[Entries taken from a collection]
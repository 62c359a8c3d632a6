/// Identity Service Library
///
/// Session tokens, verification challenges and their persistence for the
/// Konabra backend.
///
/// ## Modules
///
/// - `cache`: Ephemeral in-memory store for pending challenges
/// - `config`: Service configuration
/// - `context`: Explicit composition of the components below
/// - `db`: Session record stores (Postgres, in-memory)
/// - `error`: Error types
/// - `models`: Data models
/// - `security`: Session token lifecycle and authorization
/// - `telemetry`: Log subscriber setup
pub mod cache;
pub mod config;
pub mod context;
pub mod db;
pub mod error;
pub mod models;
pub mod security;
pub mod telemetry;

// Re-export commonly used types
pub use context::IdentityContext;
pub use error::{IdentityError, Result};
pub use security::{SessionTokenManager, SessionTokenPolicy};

* * *

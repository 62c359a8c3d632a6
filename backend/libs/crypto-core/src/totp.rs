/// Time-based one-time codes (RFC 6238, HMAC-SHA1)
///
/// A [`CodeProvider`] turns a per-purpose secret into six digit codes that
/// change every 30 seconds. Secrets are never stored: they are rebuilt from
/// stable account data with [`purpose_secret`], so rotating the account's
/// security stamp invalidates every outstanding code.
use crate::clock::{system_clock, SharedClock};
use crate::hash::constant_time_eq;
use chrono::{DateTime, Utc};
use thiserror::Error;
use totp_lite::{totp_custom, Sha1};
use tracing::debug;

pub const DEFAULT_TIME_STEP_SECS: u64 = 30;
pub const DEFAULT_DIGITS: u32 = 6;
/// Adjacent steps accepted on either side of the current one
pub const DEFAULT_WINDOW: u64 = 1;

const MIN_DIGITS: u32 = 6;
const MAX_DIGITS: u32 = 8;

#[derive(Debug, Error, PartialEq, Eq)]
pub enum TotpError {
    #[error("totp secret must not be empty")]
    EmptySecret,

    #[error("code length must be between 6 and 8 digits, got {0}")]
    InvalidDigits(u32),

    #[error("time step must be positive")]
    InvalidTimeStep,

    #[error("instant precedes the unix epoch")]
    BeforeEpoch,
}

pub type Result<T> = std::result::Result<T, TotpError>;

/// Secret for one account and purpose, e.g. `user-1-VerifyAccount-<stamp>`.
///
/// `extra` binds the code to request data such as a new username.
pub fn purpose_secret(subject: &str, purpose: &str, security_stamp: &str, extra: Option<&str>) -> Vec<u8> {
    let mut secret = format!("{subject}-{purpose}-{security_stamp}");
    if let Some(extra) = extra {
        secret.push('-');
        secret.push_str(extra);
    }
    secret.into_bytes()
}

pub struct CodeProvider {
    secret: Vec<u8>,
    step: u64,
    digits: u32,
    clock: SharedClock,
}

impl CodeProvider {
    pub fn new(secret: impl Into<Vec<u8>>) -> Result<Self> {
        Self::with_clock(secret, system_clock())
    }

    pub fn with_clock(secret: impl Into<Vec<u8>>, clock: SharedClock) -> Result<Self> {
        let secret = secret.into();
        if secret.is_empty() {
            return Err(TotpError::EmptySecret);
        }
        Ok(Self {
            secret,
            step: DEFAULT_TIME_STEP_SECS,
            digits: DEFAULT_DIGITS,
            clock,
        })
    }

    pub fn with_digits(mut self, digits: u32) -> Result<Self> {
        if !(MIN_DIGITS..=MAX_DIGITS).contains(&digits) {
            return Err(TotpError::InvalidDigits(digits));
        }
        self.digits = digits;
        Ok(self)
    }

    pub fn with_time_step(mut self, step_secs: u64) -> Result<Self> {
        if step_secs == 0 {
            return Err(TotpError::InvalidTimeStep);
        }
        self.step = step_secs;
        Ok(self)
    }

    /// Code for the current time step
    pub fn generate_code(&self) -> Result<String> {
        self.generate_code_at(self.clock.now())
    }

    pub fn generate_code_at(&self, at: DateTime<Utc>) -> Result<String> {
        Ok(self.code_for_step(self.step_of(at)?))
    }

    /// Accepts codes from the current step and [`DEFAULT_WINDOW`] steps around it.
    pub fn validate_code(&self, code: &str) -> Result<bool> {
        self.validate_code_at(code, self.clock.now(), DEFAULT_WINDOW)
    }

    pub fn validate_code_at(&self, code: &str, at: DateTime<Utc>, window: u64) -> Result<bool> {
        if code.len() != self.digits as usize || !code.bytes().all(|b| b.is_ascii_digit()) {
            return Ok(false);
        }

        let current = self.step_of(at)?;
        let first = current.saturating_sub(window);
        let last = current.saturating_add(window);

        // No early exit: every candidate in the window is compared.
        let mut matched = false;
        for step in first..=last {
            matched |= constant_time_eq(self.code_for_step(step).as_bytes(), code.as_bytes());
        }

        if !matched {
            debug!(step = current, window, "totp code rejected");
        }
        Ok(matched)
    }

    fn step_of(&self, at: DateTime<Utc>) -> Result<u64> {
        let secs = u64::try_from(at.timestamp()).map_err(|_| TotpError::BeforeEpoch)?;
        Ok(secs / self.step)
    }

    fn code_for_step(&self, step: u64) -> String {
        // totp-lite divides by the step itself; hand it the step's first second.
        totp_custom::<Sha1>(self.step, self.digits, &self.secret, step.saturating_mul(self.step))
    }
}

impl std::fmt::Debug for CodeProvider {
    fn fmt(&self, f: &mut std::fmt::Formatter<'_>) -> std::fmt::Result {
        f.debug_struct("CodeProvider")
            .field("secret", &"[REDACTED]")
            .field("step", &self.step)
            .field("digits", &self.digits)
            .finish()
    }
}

# ACTIVITY:
The lines you need are those containing "String"; find them in the records and copy them.

# RESPONSE BELOW:
    pub fn generate_code(&self) -> Result<String> {
    pub fn generate_code_at(&self, at: DateTime<Utc>) -> Result<String> {
    fn code_for_step(&self, step: u64) -> String {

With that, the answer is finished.